Dataset entries:

//! Core type definitions for μC/OS-III
//!
//! These types provide strong typing for RTOS primitives.

use crate::port::{RT_WAITING_FOREVER, RT_WAITING_NO};

/// Task priority (0 = highest priority)
pub type OsPrio = u8;

/// Stack element; task stack sizes count in these
pub type OsStkElement = u32;

/// Tick counter type
pub type OsTick = u32;

/// Semaphore counter type
pub type OsSemCtr = u32;

/// Nesting counter
pub type OsNestingCtr = u8;

/// Option flags for API calls
pub type OsOpt = u16;

/// Message size type
pub type OsMsgSize = usize;

/// Object quantity type
pub type OsObjQty = u16;

/// Event flags type
pub type OsFlags = u32;

/// Task register value
pub type OsReg = usize;

/// Task register index
pub type OsRegId = u8;

/// Milliseconds, used by [`os_time_dly_hmsm`](crate::time::os_time_dly_hmsm)
pub type OsTimeMs = u32;

/// What the task is pending on
#[derive(Debug, Clone, Copy, PartialEq, Eq)]
#[repr(u8)]
pub enum OsPendOn {
    Nothing = 0,
    Flag = 1,
    Mutex = 2,
    Queue = 3,
    Semaphore = 4,
    TaskSem = 5,
    TaskQueue = 6,
}

/// Pend status
#[derive(Debug, Clone, Copy, PartialEq, Eq)]
#[repr(u8)]
pub enum OsPendStatus {
    /// Pend succeeded
    Ok = 0,
    /// Pend was aborted
    Abort = 1,
    /// Object was deleted while pending
    Del = 2,
    /// Timeout occurred
    Timeout = 3,
}

/// Kernel object type marker
#[derive(Debug, Clone, Copy, PartialEq, Eq)]
#[repr(u32)]
pub enum OsObjType {
    None = 0,
    Flag = 0x464C4147,  // 'FLAG'
    Mutex = 0x4D555458, // 'MUTX'
    Queue = 0x51554555, // 'QUEU'
    Sem = 0x53454D41,   // 'SEMA'
    Task = 0x5441534B,  // 'TASK'
    Timer = 0x544D5220, // 'TMR '
}

/// Software timer state
#[derive(Debug, Clone, Copy, PartialEq, Eq)]
#[repr(u8)]
pub enum OsTmrState {
    Unused = 0,
    Stopped = 1,
    Running = 2,
    Completed = 3,
}

/// How long a pend may block
#[derive(Debug, Clone, Copy, PartialEq, Eq)]
pub enum PendTimeout {
    Forever,
    NonBlocking,
    Ticks(OsTick),
}

impl PendTimeout {
    /// Read a μC/OS-III timeout: `0` blocks forever, `PEND_NON_BLOCKING` never blocks
    #[inline]
    pub fn from_ucos(timeout: OsTick, options: OsOpt) -> Self {
        if options & opt::PEND_NON_BLOCKING != 0 {
            PendTimeout::NonBlocking
        } else if timeout == 0 {
            PendTimeout::Forever
        } else {
            PendTimeout::Ticks(timeout)
        }
    }

    /// Timeout argument for the kernel
    #[inline]
    pub fn to_rt(self) -> i32 {
        match self {
            PendTimeout::Forever => RT_WAITING_FOREVER,
            PendTimeout::NonBlocking => RT_WAITING_NO,
            PendTimeout::Ticks(n) => n.min(i32::MAX as OsTick) as i32,
        }
    }

    #[inline]
    pub fn is_non_blocking(self) -> bool {
        self == PendTimeout::NonBlocking
    }
}

// ============ Option flags ============

/// API options
pub mod opt {
    use super::OsOpt;

    pub const NONE: OsOpt = 0x0000;

    // Delete options
    pub const DEL_NO_PEND: OsOpt = 0x0000;
    pub const DEL_ALWAYS: OsOpt = 0x0001;

    // Pend options
    pub const PEND_BLOCKING: OsOpt = 0x0000;
    pub const PEND_NON_BLOCKING: OsOpt = 0x8000;

    // Pend abort options
    pub const PEND_ABORT_1: OsOpt = 0x0000;
    pub const PEND_ABORT_ALL: OsOpt = 0x0100;

    // Post options
    pub const POST_FIFO: OsOpt = 0x0000;
    pub const POST_LIFO: OsOpt = 0x0010;
    pub const POST_1: OsOpt = 0x0000;
    pub const POST_ALL: OsOpt = 0x0200;
    pub const POST_NO_SCHED: OsOpt = 0x8000;

    // Task options
    pub const TASK_NONE: OsOpt = 0x0000;
    pub const TASK_STK_CHK: OsOpt = 0x0001;
    pub const TASK_STK_CLR: OsOpt = 0x0002;
    pub const TASK_SAVE_FP: OsOpt = 0x0004;

    // Flag options
    pub const PEND_FLAG_CLR_ALL: OsOpt = 0x0001;
    pub const PEND_FLAG_CLR_ANY: OsOpt = 0x0002;
    pub const PEND_FLAG_SET_ALL: OsOpt = 0x0004;
    pub const PEND_FLAG_SET_ANY: OsOpt = 0x0008;
    pub const PEND_FLAG_MASK: OsOpt = 0x000F;
    pub const PEND_FLAG_CONSUME: OsOpt = 0x0100;
    pub const POST_FLAG_SET: OsOpt = 0x0000;
    pub const POST_FLAG_CLR: OsOpt = 0x0001;

    // Time options
    pub const TIME_DLY: OsOpt = 0x0000;
    pub const TIME_TIMEOUT: OsOpt = 0x0002;
    pub const TIME_MATCH: OsOpt = 0x0004;
    pub const TIME_PERIODIC: OsOpt = 0x0008;
    pub const TIME_OPTS_MASK: OsOpt = TIME_DLY | TIME_TIMEOUT | TIME_MATCH | TIME_PERIODIC;
    pub const TIME_HMSM_STRICT: OsOpt = 0x0000;
    pub const TIME_HMSM_NON_STRICT: OsOpt = 0x0010;

    // Timer options
    pub const TMR_ONE_SHOT: OsOpt = 0x0001;
    pub const TMR_PERIODIC: OsOpt = 0x0002;
    pub const TMR_NONE: OsOpt = 0x0000;
    pub const TMR_CALLBACK: OsOpt = 0x0003;
    pub const TMR_CALLBACK_ARG: OsOpt = 0x0004;
}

**WORK TO COMPLETE**
Every line of the data must be reproduced exactly.

**EXERCISE RESPONSE**
//! Core type definitions for μC/OS-III
//!
//! These types provide strong typing for RTOS primitives.

use crate::port::{RT_WAITING_FOREVER, RT_WAITING_NO};

/// Task priority (0 = highest priority)
pub type OsPrio = u8;

/// Stack element; task stack sizes count in these
pub type OsStkElement = u32;

/// Tick counter type
pub type OsTick = u32;

/// Semaphore counter type
pub type OsSemCtr = u32;

/// Nesting counter
pub type OsNestingCtr = u8;

/// Option flags for API calls
pub type OsOpt = u16;

/// Message size type
pub type OsMsgSize = usize;

/// Object quantity type
pub type OsObjQty = u16;

/// Event flags type
pub type OsFlags = u32;

/// Task register value
pub type OsReg = usize;

/// Task register index
pub type OsRegId = u8;

/// Milliseconds, used by [`os_time_dly_hmsm`](crate::time::os_time_dly_hmsm)
pub type OsTimeMs = u32;

/// What the task is pending on
#[derive(Debug, Clone, Copy, PartialEq, Eq)]
#[repr(u8)]
pub enum OsPendOn {
    Nothing = 0,
    Flag = 1,
    Mutex = 2,
    Queue = 3,
    Semaphore = 4,
    TaskSem = 5,
    TaskQueue = 6,
}

/// Pend status
#[derive(Debug, Clone, Copy, PartialEq, Eq)]
#[repr(u8)]
pub enum OsPendStatus {
    /// Pend succeeded
    Ok = 0,
    /// Pend was aborted
    Abort = 1,
    /// Object was deleted while pending
    Del = 2,
    /// Timeout occurred
    Timeout = 3,
}

/// Kernel object type marker
#[derive(Debug, Clone, Copy, PartialEq, Eq)]
#[repr(u32)]
pub enum OsObjType {
    None = 0,
    Flag = 0x464C4147,  // 'FLAG'
    Mutex = 0x4D555458, // 'MUTX'
    Queue = 0x51554555, // 'QUEU'
    Sem = 0x53454D41,   // 'SEMA'
    Task = 0x5441534B,  // 'TASK'
    Timer = 0x544D5220, // 'TMR '
}

/// Software timer state
#[derive(Debug, Clone, Copy, PartialEq, Eq)]
#[repr(u8)]
pub enum OsTmrState {
    Unused = 0,
    Stopped = 1,
    Running = 2,
    Completed = 3,
}

/// How long a pend may block
#[derive(Debug, Clone, Copy, PartialEq, Eq)]
pub enum PendTimeout {
    Forever,
    NonBlocking,
    Ticks(OsTick),
}

impl PendTimeout {
    /// Read a μC/OS-III timeout: `0` blocks forever, `PEND_NON_BLOCKING` never blocks
    #[inline]
    pub fn from_ucos(timeout: OsTick, options: OsOpt) -> Self {
        if options & opt::PEND_NON_BLOCKING != 0 {
            PendTimeout::NonBlocking
        } else if timeout == 0 {
            PendTimeout::Forever
        } else {
            PendTimeout::Ticks(timeout)
        }
    }

    /// Timeout argument for the kernel
    #[inline]
    pub fn to_rt(self) -> i32 {
        match self {
            PendTimeout::Forever => RT_WAITING_FOREVER,
            PendTimeout::NonBlocking => RT_WAITING_NO,
            PendTimeout::Ticks(n) => n.min(i32::MAX as OsTick) as i32,
        }
    }

    #[inline]
    pub fn is_non_blocking(self) -> bool {
        self == PendTimeout::NonBlocking
    }
}

// ============ Option flags ============

/// API options
pub mod opt {
    use super::OsOpt;

    pub const NONE: OsOpt = 0x0000;

    // Delete options
    pub const DEL_NO_PEND: OsOpt = 0x0000;
    pub const DEL_ALWAYS: OsOpt = 0x0001;

    // Pend options
    pub const PEND_BLOCKING: OsOpt = 0x0000;
    pub const PEND_NON_BLOCKING: OsOpt = 0x8000;

    // Pend abort options
    pub const PEND_ABORT_1: OsOpt = 0x0000;
    pub const PEND_ABORT_ALL: OsOpt = 0x0100;

    // Post options
    pub const POST_FIFO: OsOpt = 0x0000;
    pub const POST_LIFO: OsOpt = 0x0010;
    pub const POST_1: OsOpt = 0x0000;
    pub const POST_ALL: OsOpt = 0x0200;
    pub const POST_NO_SCHED: OsOpt = 0x8000;

    // Task options
    pub const TASK_NONE: OsOpt = 0x0000;
    pub const TASK_STK_CHK: OsOpt = 0x0001;
    pub const TASK_STK_CLR: OsOpt = 0x0002;
    pub const TASK_SAVE_FP: OsOpt = 0x0004;

    // Flag options
    pub const PEND_FLAG_CLR_ALL: OsOpt = 0x0001;
    pub const PEND_FLAG_CLR_ANY: OsOpt = 0x0002;
    pub const PEND_FLAG_SET_ALL: OsOpt = 0x0004;
    pub const PEND_FLAG_SET_ANY: OsOpt = 0x0008;
    pub const PEND_FLAG_MASK: OsOpt = 0x000F;
    pub const PEND_FLAG_CONSUME: OsOpt = 0x0100;
    pub const POST_FLAG_SET: OsOpt = 0x0000;
    pub const POST_FLAG_CLR: OsOpt = 0x0001;

    // Time options
    pub const TIME_DLY: OsOpt = 0x0000;
    pub const TIME_TIMEOUT: OsOpt = 0x0002;
    pub const TIME_MATCH: OsOpt = 0x0004;
    pub const TIME_PERIODIC: OsOpt = 0x0008;
    pub const TIME_OPTS_MASK: OsOpt = TIME_DLY | TIME_TIMEOUT | TIME_MATCH | TIME_PERIODIC;
    pub const TIME_HMSM_STRICT: OsOpt = 0x0000;
    pub const TIME_HMSM_NON_STRICT: OsOpt = 0x0010;

    // Timer options
    pub const TMR_ONE_SHOT: OsOpt = 0x0001;
    pub const TMR_PERIODIC: OsOpt = 0x0002;
    pub const TMR_NONE: OsOpt = 0x0000;
    pub const TMR_CALLBACK: OsOpt = 0x0003;
    pub const TMR_CALLBACK_ARG: OsOpt = 0x0004;
}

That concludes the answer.